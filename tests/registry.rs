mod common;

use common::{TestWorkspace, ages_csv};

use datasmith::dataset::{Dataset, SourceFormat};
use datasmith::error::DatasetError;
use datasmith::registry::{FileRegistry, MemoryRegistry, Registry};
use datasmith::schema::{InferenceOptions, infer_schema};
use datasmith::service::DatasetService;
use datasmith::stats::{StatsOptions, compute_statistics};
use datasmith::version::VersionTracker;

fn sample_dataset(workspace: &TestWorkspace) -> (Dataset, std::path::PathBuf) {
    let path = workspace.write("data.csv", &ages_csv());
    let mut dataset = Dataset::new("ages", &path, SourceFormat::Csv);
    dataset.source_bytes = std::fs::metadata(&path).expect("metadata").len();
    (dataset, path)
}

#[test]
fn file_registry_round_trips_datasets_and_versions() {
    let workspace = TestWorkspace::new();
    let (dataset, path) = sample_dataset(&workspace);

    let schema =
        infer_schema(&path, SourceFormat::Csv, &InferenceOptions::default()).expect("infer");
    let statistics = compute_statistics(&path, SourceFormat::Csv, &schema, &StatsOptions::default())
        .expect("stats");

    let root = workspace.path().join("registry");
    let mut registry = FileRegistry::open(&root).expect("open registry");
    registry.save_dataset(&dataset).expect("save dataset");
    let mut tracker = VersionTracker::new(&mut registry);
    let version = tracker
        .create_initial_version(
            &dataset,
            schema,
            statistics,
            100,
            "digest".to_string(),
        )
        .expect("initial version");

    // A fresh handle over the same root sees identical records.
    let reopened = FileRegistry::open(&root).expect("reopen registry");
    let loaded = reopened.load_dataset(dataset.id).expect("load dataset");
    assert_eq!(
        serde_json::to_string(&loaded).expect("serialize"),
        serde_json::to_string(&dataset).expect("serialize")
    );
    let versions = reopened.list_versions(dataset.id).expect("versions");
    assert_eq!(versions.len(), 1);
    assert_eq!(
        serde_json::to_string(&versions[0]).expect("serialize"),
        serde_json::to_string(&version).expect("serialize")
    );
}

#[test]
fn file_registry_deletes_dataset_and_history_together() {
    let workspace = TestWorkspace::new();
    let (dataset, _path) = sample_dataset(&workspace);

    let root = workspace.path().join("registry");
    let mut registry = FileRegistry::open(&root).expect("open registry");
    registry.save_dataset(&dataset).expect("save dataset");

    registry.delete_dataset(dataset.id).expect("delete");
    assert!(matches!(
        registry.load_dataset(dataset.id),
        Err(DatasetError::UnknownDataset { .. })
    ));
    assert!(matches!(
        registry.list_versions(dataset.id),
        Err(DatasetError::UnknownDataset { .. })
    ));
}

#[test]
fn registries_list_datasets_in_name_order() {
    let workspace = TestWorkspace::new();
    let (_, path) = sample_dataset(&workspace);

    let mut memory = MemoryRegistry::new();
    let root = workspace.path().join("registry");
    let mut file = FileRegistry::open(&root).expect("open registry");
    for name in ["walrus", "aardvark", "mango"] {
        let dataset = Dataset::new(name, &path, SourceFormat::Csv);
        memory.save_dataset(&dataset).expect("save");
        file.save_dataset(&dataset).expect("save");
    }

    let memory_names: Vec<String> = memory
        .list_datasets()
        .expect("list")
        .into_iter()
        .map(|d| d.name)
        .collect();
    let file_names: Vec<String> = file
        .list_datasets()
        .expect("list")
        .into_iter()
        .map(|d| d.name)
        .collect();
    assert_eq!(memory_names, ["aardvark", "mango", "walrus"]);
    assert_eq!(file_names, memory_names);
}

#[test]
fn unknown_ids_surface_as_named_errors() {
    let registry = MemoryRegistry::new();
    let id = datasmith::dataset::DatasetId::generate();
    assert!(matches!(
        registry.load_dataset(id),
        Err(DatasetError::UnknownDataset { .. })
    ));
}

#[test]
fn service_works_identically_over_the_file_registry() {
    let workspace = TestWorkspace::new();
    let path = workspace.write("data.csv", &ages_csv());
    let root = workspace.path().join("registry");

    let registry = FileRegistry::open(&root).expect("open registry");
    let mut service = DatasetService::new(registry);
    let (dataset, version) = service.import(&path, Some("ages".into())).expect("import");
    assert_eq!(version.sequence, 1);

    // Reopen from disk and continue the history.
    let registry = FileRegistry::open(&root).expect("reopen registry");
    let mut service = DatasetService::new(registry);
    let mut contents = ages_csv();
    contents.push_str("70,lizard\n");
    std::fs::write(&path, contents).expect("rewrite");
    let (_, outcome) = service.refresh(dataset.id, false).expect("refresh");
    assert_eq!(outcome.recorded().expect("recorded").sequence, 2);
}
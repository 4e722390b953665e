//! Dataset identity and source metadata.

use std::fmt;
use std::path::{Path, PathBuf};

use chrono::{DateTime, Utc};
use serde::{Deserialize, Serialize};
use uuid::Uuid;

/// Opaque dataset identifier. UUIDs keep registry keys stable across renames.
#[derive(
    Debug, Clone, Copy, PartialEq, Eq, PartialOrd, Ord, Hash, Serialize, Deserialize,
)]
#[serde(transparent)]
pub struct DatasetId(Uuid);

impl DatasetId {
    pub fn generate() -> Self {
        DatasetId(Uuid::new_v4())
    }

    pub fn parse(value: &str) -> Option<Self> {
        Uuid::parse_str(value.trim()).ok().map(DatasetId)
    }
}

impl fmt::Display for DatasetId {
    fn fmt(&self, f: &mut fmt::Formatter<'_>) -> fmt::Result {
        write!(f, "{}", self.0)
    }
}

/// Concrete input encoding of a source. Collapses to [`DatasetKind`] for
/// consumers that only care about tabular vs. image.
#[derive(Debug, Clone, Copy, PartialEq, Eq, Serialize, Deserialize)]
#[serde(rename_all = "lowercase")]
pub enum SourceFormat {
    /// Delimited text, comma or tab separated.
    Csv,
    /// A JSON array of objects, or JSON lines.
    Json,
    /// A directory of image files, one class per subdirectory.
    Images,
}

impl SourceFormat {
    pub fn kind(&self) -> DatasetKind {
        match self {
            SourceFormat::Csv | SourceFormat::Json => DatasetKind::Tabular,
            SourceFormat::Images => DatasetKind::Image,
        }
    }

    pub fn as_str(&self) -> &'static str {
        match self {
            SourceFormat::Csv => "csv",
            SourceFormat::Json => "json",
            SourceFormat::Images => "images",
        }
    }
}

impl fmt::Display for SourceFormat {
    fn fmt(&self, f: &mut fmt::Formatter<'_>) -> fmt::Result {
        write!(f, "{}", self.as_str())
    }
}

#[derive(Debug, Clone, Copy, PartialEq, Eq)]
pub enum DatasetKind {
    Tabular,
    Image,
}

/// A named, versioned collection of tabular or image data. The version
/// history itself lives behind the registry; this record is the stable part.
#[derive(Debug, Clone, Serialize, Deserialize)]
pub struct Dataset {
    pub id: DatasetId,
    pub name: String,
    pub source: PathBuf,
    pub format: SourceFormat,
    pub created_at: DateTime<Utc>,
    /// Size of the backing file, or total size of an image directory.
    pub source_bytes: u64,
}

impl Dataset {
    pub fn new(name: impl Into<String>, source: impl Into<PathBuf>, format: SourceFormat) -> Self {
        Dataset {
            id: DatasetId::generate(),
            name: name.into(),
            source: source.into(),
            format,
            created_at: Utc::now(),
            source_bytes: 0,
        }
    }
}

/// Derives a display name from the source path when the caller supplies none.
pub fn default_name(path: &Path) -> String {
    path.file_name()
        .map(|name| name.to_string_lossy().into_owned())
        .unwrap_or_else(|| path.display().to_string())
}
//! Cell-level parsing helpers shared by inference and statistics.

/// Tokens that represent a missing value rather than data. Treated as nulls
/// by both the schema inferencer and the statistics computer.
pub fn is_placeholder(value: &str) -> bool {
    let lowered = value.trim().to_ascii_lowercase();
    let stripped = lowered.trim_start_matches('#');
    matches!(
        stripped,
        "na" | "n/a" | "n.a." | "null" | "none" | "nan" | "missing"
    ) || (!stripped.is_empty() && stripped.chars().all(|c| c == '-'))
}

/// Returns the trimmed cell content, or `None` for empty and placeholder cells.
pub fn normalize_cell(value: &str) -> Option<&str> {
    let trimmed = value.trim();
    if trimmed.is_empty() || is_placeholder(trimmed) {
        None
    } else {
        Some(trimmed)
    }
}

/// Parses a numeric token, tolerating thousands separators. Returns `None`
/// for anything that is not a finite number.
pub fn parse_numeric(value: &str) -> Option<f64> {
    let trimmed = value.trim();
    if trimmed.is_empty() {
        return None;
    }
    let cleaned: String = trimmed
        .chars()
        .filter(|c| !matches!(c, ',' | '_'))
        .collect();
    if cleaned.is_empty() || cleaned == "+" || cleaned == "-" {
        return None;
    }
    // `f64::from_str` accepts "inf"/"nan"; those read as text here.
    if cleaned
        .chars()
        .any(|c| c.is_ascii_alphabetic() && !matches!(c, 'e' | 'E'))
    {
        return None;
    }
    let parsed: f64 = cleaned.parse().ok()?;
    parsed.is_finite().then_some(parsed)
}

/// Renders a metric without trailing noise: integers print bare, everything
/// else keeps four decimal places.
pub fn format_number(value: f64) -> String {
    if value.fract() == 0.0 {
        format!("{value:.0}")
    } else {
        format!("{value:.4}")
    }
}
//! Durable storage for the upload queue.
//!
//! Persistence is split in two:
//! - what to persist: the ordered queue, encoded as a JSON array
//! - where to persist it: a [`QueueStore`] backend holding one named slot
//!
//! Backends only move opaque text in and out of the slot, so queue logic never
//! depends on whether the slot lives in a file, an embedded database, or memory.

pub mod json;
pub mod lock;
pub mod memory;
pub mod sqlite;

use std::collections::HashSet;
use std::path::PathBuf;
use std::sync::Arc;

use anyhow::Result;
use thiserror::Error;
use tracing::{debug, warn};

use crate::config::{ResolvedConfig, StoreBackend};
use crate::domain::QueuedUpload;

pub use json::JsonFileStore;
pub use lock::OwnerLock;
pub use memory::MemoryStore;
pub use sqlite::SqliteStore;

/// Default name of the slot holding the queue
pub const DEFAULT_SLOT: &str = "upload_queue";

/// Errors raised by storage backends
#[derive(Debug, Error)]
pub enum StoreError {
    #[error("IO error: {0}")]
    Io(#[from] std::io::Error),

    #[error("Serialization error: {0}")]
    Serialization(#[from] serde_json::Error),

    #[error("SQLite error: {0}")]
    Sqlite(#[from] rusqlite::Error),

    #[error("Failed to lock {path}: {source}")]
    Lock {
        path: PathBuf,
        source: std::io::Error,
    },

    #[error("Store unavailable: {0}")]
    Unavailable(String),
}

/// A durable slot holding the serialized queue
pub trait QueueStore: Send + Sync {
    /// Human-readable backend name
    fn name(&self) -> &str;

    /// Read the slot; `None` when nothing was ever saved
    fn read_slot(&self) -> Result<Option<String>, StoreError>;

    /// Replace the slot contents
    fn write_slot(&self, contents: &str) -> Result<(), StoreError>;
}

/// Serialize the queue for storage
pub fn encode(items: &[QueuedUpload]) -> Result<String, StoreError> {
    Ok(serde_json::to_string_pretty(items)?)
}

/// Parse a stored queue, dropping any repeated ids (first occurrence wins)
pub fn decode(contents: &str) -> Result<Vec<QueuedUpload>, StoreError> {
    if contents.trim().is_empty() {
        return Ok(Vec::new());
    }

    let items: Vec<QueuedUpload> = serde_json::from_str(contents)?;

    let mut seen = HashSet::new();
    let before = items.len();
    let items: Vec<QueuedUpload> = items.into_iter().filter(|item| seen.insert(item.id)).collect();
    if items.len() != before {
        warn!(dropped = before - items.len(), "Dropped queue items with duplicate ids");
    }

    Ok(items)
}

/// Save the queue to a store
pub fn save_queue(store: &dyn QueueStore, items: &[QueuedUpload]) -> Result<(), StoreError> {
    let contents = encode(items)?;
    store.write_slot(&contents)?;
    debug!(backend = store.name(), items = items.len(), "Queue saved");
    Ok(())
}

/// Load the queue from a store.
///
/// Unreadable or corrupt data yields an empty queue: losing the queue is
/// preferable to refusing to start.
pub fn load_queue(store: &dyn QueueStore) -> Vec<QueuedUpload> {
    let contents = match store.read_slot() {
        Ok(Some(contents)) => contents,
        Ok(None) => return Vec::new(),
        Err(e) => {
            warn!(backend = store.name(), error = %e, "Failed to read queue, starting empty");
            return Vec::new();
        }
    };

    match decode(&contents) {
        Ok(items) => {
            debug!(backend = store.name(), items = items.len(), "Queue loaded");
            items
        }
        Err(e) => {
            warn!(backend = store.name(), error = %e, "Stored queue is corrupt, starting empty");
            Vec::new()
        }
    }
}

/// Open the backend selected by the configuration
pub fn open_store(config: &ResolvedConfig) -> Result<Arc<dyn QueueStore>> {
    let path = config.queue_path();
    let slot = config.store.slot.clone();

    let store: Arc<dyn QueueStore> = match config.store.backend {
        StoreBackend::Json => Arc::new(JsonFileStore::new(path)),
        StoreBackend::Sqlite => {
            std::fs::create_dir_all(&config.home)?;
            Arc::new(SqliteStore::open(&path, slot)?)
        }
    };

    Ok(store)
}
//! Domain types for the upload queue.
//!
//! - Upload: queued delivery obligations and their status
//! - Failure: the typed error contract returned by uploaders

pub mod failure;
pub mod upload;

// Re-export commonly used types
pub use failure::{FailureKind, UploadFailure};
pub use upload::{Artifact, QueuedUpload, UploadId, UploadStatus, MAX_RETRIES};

** YOUR INSTRUCTIONS **
Which lines of the data contain the string "impl"? Copy each of them.

** TASK RESPONSE **
impl DatasetId {
impl fmt::Display for DatasetId {
impl SourceFormat {
impl fmt::Display for SourceFormat {
impl Dataset {
    pub fn new(name: impl Into<String>, source: impl Into<PathBuf>, format: SourceFormat) -> Self {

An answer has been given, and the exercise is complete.